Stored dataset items

------------

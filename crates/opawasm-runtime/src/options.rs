//! Evaluator configuration.

use opawasm_types::AbiVersion;
use serde::{Deserialize, Serialize};

/// Settings applied to every evaluator a factory creates.
///
/// Missing fields take their defaults, so a partial JSON document such as
/// `{"strict_builtin_errors": true}` is a valid configuration.
#[derive(Debug, Clone, PartialEq, Eq, Serialize, Deserialize)]
#[serde(default)]
pub struct EvaluatorOptions {
    /// Initial size of the host-created linear memory, in 64 KiB pages.
    /// Raised to the module's own minimum when that is larger.
    pub min_memory_pages: u32,
    /// Hard limit on linear memory growth. `None` is the engine maximum.
    pub max_memory_pages: Option<u32>,
    /// Highest ABI version to speak, whatever the module declares.
    pub max_abi_version: Option<AbiVersion>,
    /// Fail the evaluation when a built-in fails instead of treating its
    /// result as undefined.
    pub strict_builtin_errors: bool,
    /// Engine fuel available to each operation. `None` is unlimited.
    pub fuel_limit: Option<u64>,
}

impl Default for EvaluatorOptions {
    fn default() -> Self {
        Self {
            min_memory_pages: 2,
            max_memory_pages: None,
            max_abi_version: None,
            strict_builtin_errors: false,
            fuel_limit: None,
        }
    }
}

------------

Output the records verbatim, from the first line to the last.

RESPONSE AREA |
filename crates/opawasm-runtime/src/options.rs
//! Evaluator configuration.

use opawasm_types::AbiVersion;
use serde::{Deserialize, Serialize};

/// Settings applied to every evaluator a factory creates.
///
/// Missing fields take their defaults, so a partial JSON document such as
/// `{"strict_builtin_errors": true}` is a valid configuration.
#[derive(Debug, Clone, PartialEq, Eq, Serialize, Deserialize)]
#[serde(default)]
pub struct EvaluatorOptions {
    /// Initial size of the host-created linear memory, in 64 KiB pages.
    /// Raised to the module's own minimum when that is larger.
    pub min_memory_pages: u32,
    /// Hard limit on linear memory growth. `None` is the engine maximum.
    pub max_memory_pages: Option<u32>,
    /// Highest ABI version to speak, whatever the module declares.
    pub max_abi_version: Option<AbiVersion>,
    /// Fail the evaluation when a built-in fails instead of treating its
    /// result as undefined.
    pub strict_builtin_errors: bool,
    /// Engine fuel available to each operation. `None` is unlimited.
    pub fuel_limit: Option<u64>,
}

impl Default for EvaluatorOptions {
    fn default() -> Self {
        Self {
            min_memory_pages: 2,
            max_memory_pages: None,
            max_abi_version: None,
            strict_builtin_errors: false,
            fuel_limit: None,
        }
    }
}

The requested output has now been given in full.